Pero las posiciones hacia los soldados japoneses fueron especialmente duras durante la guerra y han sido menos tamizadas por el tiempo que las posiciones hacia el soldado alemán. Durante la guerra, se consideraba aceptable que una cartelera en una base naval norteamericana del sur del pacífico –firmada por el administrador William F. "Bull" Halsey– exhortase a "Matar japoneses, matar japoneses, matar más japoneses". Matar a los enemigos de América era la ocupación de Halsey. Sin embargo, su retórica fue sintomática de la especial ferocidad, por consideraciones raciales, de la guerra contra Japón: "Les estamos ahogando y abrasando por todo el Pacífico, y es tan placentero abrasarlos como ahogarlos". Halsey apoyaba aquél proverbio chino de que "la raza japonesa" era producto del "apareamiento entre gorilas hembra y los peores criminales chinos".
Los carteles en tiempo de guerra en los restaurantes de la Costa Oeste anunciaban: "Este restaurante envenena tanto a las ratas como a los japoneses". En 1943, el representante de la Marina en el comité que consideraba lo que debía hacerse con un Japón derrotado recomendaba el genocidio: "la práctica eliminación de los japoneses como raza". Stephen Hunter, crítico cinematográfico del Washington Post, dice que de las más de 600 películas en inglés rodadas desde 1940 acerca de la Segunda Guerra Mundial, solamente cuatro (la más notable, El puente sobre el río Kwai, de 1957), "han reconocido siquiera la humanidad" a los soldados japoneses.
La empatía por el infortunio del enemigo común obligado quizá sea un lujo de posguerra; ciertamente es un logro civilizado, un logro de imaginación moral que con frecuencia precisa de la asistencia del arte. Este es el motivo por el que resulta notable que "Cartas desde Iwo Jima", de Clint Eastwood, fuera una de las cinco películas nominadas a mejor película. Es un espectáculo tenso. Un intento inclemente de llegar tan cerca como el cine pueda aproximarse a la realidad del combate, especialmente la lucha que mató a 6.821 americanos y a los 22.000 soldados japoneses de la pequeña isla (ocho millas cuadradas) de lava negra, a excepción de 1083. ¿Recuerda los 15 primeros minutos ardientes de Salvar al soldado Ryan, la carnicería de la Playa de Omaha? Se supera en Cartas desde Iwo Jima, con cambios espeluznantes.

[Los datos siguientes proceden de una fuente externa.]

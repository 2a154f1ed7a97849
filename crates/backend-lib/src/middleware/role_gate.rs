// crates/backend-lib/src/middleware/role_gate.rs

//! Request-level role gate for protected routes.
//!
//! One configurable filter parametrized by an allow-list of role names;
//! `require_admin` and `require_admin_or_student` are the two bindings
//! the router uses.

use axum::{
    extract::{Request, State},
    http::HeaderMap,
    middleware::Next,
    response::{IntoResponse, Response},
};
use std::sync::Arc;

use crate::error::AppError;
use crate::AppState;

/// Pull the token out of an `Authorization: Bearer <token>` header.
pub fn bearer_token(headers: &HeaderMap) -> Option<&str> {
    let value = headers
        .get(axum::http::header::AUTHORIZATION)?
        .to_str()
        .ok()?;
    let token = value.strip_prefix("Bearer ")?.trim();
    if token.is_empty() {
        return None;
    }
    Some(token)
}

/// Substring containment against the serialized roles blob.
///
/// NOT exact set membership: an allowed role that is a substring of a
/// held role name also matches ("Admin" matches inside "SuperAdmin").
/// Kept for compatibility with tokens already in circulation; swap the
/// body of this one predicate to change the matching rule everywhere.
pub fn role_allowed(roles_blob: &str, allowed: &[&str]) -> bool {
    allowed.iter().any(|role| roles_blob.contains(role))
}

fn unauthorized(message: &str) -> Response {
    AppError::Auth(message.to_string()).into_response()
}

/// The gate itself. Outcomes, in order:
/// 1. no usable bearer header -> 401
/// 2. token fails verification -> 401 (verifier config fault -> 500,
///    fail closed)
/// 3. no roles claim, or no allowed role contained in it -> 403
/// 4. otherwise the request proceeds
pub async fn authorize(
    state: Arc<AppState>,
    request: Request,
    next: Next,
    allowed: &'static [&'static str],
) -> Response {
    let token = match bearer_token(request.headers()) {
        Some(token) => token.to_string(),
        None => return unauthorized("Token is missing or invalid."),
    };

    match state.jwt.validate_token(&token) {
        Err(err) => return err.into_response(),
        Ok(false) => return unauthorized("Token is invalid or expired."),
        Ok(true) => {}
    }

    let roles = state
        .jwt
        .claims(&token)
        .map(|claims| claims.roles)
        .unwrap_or_default();

    if roles.is_empty() || !role_allowed(&roles, allowed) {
        return AppError::Forbidden.into_response();
    }

    next.run(request).await
}

pub async fn require_admin(
    State(state): State<Arc<AppState>>,
    request: Request,
    next: Next,
) -> Response {
    authorize(state, request, next, &["Admin"]).await
}

pub async fn require_admin_or_student(
    State(state): State<Arc<AppState>>,
    request: Request,
    next: Next,
) -> Response {
    authorize(state, request, next, &["Admin", "Student"]).await
}

#[cfg(test)]
mod tests {
    use super::*;

    #[test]
    fn bearer_extraction() {
        let mut headers = HeaderMap::new();
        assert!(bearer_token(&headers).is_none());

        headers.insert("authorization", "Basic abc123".parse().unwrap());
        assert!(bearer_token(&headers).is_none());

        headers.insert("authorization", "Bearer ".parse().unwrap());
        assert!(bearer_token(&headers).is_none());

        headers.insert("authorization", "Bearer  a.b.c ".parse().unwrap());
        assert_eq!(bearer_token(&headers), Some("a.b.c"));
    }

    #[test]
    fn substring_matching_is_containment_not_equality() {
        let blob = r#"{"SuperAdmin":{"ManageEverything":true}}"#;
        // "Admin" matches inside "SuperAdmin" -- containment, by contract
        assert!(role_allowed(blob, &["Admin"]));
        assert!(role_allowed(blob, &["SuperAdmin"]));
        assert!(!role_allowed(blob, &["Student"]));
        assert!(!role_allowed("", &["Admin"]));
        assert!(!role_allowed(blob, &[]));
    }
}
// ============================
// olympiad-backend-lib/src/lib.rs
// ============================
//! Core library for the olympiad backend: authentication, role
//! authorization, and the HTTP surface that exposes them.

pub mod auth;
pub mod config;
pub mod email;
pub mod error;
pub mod handlers;
pub mod middleware;
pub mod router;
pub mod store;

use std::sync::Arc;

use crate::auth::jwt::JwtHelper;
use crate::auth::{AuthService, DefaultAuth};
use crate::config::Settings;
use crate::email::EmailSender;
use crate::store::{EnrollmentStore, RoleStore, UserStore};

/// Shared application state handed to every handler and middleware.
pub struct AppState {
    pub settings: Arc<Settings>,
    pub jwt: Arc<JwtHelper>,
    pub auth: Arc<dyn AuthService>,
    pub roles: Arc<dyn RoleStore>,
    pub enrollments: Arc<dyn EnrollmentStore>,
}

impl AppState {
    /// Wires the default auth service onto the given stores.
    pub fn new(
        settings: Arc<Settings>,
        users: Arc<dyn UserStore>,
        roles: Arc<dyn RoleStore>,
        enrollments: Arc<dyn EnrollmentStore>,
        mailer: Arc<dyn EmailSender>,
    ) -> Self {
        let jwt = Arc::new(JwtHelper::new(settings.clone()));
        let auth = Arc::new(DefaultAuth::new(
            users,
            roles.clone(),
            jwt.clone(),
            mailer,
            settings.clone(),
        ));
        Self {
            settings,
            jwt,
            auth,
            roles,
            enrollments,
        }
    }
}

El mando japonés en la isla, Tadamichi Kuribayashi, al igual que el almirante que atacó Pearl Harbor, Isoroku Yamamoto, era un guerrero cosmopolita que había vivido en América, a la que nunca había dejado de admirar. En el 2005, un equipo de arqueólogos japoneses, que exploraban las cavernas de la isla creadas por el hombre en busca de artefactos de batalla, descubrió una saca de correo no entregado procedente de Kuribayashi y otros soldados y oficiales. Todos los escritores sabían que hacían frente a una fuerza aplastante –Japón no tenía asistencia que enviar– y estaban condenados a muerte en concordancia con el código militar japonés, que prohibía la rendición e instaba al suicidio.
Las fuerzas japonesas cometieron con frecuencia barbaridades peores incluso que las cometidas por el ejército regular alemán, y es difícil exagerar la culpabilidad de las órdenes dictadas por los bárbaros. Sea como fuere, el contenido de las cartas humaniza a los soldados japoneses, cuyo fatalismo era la respuesta razonable a lo irracional. Los espectadores de esta película, aunque conmovidos con orgullo y la gratitud por el valor de los Marines americanos, no se sentirán inclinados a mostrar su alegría. Estamos alcanzando la sensibilidad del capitán Philip.